2. When assessing a client with chronic Neutropenia receiving Filgrastim, what action should the nurse take to evaluate for an adverse effect of the medication?
- A. Assess for bone pain.
- B. Assess for right lower quadrant pain.
- C. Auscultate for crackles in the bases of the lungs.
- D. Auscultate the chest to listen for a heart murmur.
Correct answer: A
Rationale: The correct action when assessing a client receiving Filgrastim for chronic Neutropenia is to assess for bone pain. Bone pain is a known dose-related adverse effect of Filgrastim. Acetaminophen or opioid analgesics can be used to manage bone pain if necessary. Assessing for other types of pain, lung crackles, or heart murmurs would not be specific to the adverse effects of Filgrastim.

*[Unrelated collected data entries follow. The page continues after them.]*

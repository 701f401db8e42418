//! Local persistence core for the student productivity app.
//! Every feature (tasks, habits, study planner, journal, gamification)
//! reads and writes its records through [`LocalStore`].

pub mod config;
pub mod db;
pub mod logging;
pub mod model;
pub mod repo;
pub mod service;

pub use config::StoreConfig;
pub use logging::{default_log_level, init_logging, init_logging_from_config, logging_status};
pub use model::collection::{Collection, UnknownCollectionError};
pub use model::record::{new_record_id, record_id, RecordId, RecordShapeError};
pub use repo::record_repo::{RecordRepository, RepoError, RepoResult, SqliteRecordRepository};
pub use service::backup::{BackupSnapshot, ImportPolicy, ImportReport, SkippedRecord};
pub use service::local_store::{LocalStore, StoreError, StoreResult};

/// Returns the core crate version.
pub fn core_version() -> &'static str {
    env!("CARGO_PKG_VERSION")
}

#[cfg(test)]
mod tests {
    use super::core_version;

    #[test]
    fn version_is_not_empty() {
        assert!(!core_version().is_empty());
    }
}
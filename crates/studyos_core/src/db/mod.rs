//! SQLite storage bootstrap and schema migration entry points.
//!
//! # Responsibility
//! - Open and configure the on-device SQLite database.
//! - Apply schema migrations in deterministic order.
//!
//! # Invariants
//! - Migration version is tracked via `PRAGMA user_version`.
//! - No collection is read or written before migrations succeed.
//! - A database written by a newer binary is refused, never rewritten.

use std::error::Error;
use std::fmt::{Display, Formatter};

pub mod migrations;
mod open;

pub use open::{open_db, open_db_in_memory};

pub type DbResult<T> = Result<T, DbError>;

#[derive(Debug)]
pub enum DbError {
    Sqlite(rusqlite::Error),
    Io(std::io::Error),
    UnsupportedSchemaVersion {
        db_version: u32,
        latest_supported: u32,
    },
}

impl Display for DbError {
    fn fmt(&self, f: &mut Formatter<'_>) -> std::fmt::Result {
        match self {
            Self::Sqlite(err) => write!(f, "{err}"),
            Self::Io(err) => write!(f, "{err}"),
            Self::UnsupportedSchemaVersion {
                db_version,
                latest_supported,
            } => write!(
                f,
                "database schema version {db_version} is newer than supported {latest_supported}"
            ),
        }
    }
}

impl Error for DbError {
    fn source(&self) -> Option<&(dyn Error + 'static)> {
        match self {
            Self::Sqlite(err) => Some(err),
            Self::Io(err) => Some(err),
            Self::UnsupportedSchemaVersion { .. } => None,
        }
    }
}

impl From<rusqlite::Error> for DbError {
    fn from(value: rusqlite::Error) -> Self {
        Self::Sqlite(value)
    }
}

impl From<std::io::Error> for DbError {
    fn from(value: std::io::Error) -> Self {
        Self::Io(value)
    }
}
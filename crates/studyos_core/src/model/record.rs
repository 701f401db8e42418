//! Opaque record helpers.
//!
//! # Responsibility
//! - Treat records as JSON attribute bags keyed by a string `id`.
//! - Generate fresh record ids for callers building new records.
//!
//! # Invariants
//! - A storable record is a JSON object whose `id` is a non-empty string.
//! - No other attribute is inspected here; entity validation belongs to the
//!   feature that owns the entity.

use serde_json::Value;
use std::error::Error;
use std::fmt::{Display, Formatter};
use uuid::Uuid;

/// Record identifier; unique within one collection.
pub type RecordId = String;

/// Name of the key field every record carries.
pub const ID_FIELD: &str = "id";

/// Why a JSON value cannot be stored as a record.
#[derive(Debug, Clone, PartialEq, Eq)]
pub enum RecordShapeError {
    NotAnObject,
    MissingId,
    NonStringId,
    EmptyId,
}

impl Display for RecordShapeError {
    fn fmt(&self, f: &mut Formatter<'_>) -> std::fmt::Result {
        match self {
            Self::NotAnObject => write!(f, "record must be a JSON object"),
            Self::MissingId => write!(f, "record has no `{ID_FIELD}` field"),
            Self::NonStringId => write!(f, "record `{ID_FIELD}` must be a string"),
            Self::EmptyId => write!(f, "record `{ID_FIELD}` must not be empty"),
        }
    }
}

impl Error for RecordShapeError {}

/// Returns a fresh unique record id (UUID v4, hyphenated).
pub fn new_record_id() -> RecordId {
    Uuid::new_v4().to_string()
}

/// Extracts the record id, checking the record shape on the way.
pub fn record_id(record: &Value) -> Result<&str, RecordShapeError> {
    let object = record.as_object().ok_or(RecordShapeError::NotAnObject)?;
    match object.get(ID_FIELD) {
        None => Err(RecordShapeError::MissingId),
        Some(Value::String(id)) if id.is_empty() => Err(RecordShapeError::EmptyId),
        Some(Value::String(id)) => Ok(id.as_str()),
        Some(_) => Err(RecordShapeError::NonStringId),
    }
}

3. A client in the emergency department has Benzodiazepine toxicity due to an overdose. Which of the following actions is the nurse's priority?
- A. Administer flumazenil.
- B. Identify the client's level of orientation.
- C. Infuse IV fluids.
- D. Prepare the client for gastric lavage.
Correct answer: B
Rationale: In a situation where a client presents with Benzodiazepine toxicity, the priority action for the nurse is to assess the client. By identifying the client's level of orientation, the nurse can gather crucial information about the client's mental status, which is essential for determining the appropriate care and interventions needed. Administering flumazenil is used to reverse the effects of benzodiazepines but should be based on a comprehensive assessment. Infusing IV fluids and preparing for gastric lavage may be necessary interventions but should follow a thorough assessment of the client's condition to ensure proper prioritization of care.
4. A healthcare professional is preparing to administer vancomycin 1 g by intermittent IV bolus. Available is vancomycin 1 g in 100 mL of dextrose 5% in water (D5W) to infuse over 45 min. The drop factor of the manual IV tubing is 10 gtt/mL. How many gtt/min should the healthcare professional adjust the manual IV infusion to deliver?
- A. 22 gtt/min
- B. 24 gtt/min
- C. 20 gtt/min
- D. 18 gtt/min
Correct answer: A
Rationale: To calculate the flow rate, use the formula: (Volume in mL x Drop factor) / Time in minutes = Flow rate in gtt/min. In this case, (100 mL x 10 gtt/mL) / 45 min = 22 gtt/min. Thus, the healthcare professional should adjust the manual IV infusion to deliver 22 gtt/min. Choice B, 24 gtt/min, is incorrect because it miscalculates the flow rate. Choices C and D, 20 gtt/min and 18 gtt/min, are also incorrect as they do not accurately calculate the flow rate based on the given information.
5. A client is starting therapy with filgrastim, and a nurse is providing teaching on monitoring adverse effects. Which of the following adverse effects should the nurse instruct the client to monitor?
- A. Bone pain
- B. Constipation
- C. Tinnitus
- D. Dry mouth
Correct answer: A
Rationale: The correct answer is A: Bone pain. The nurse should instruct the client to monitor for bone pain since it is a common adverse effect of filgrastim. This occurs due to increased bone marrow activity stimulated by the medication.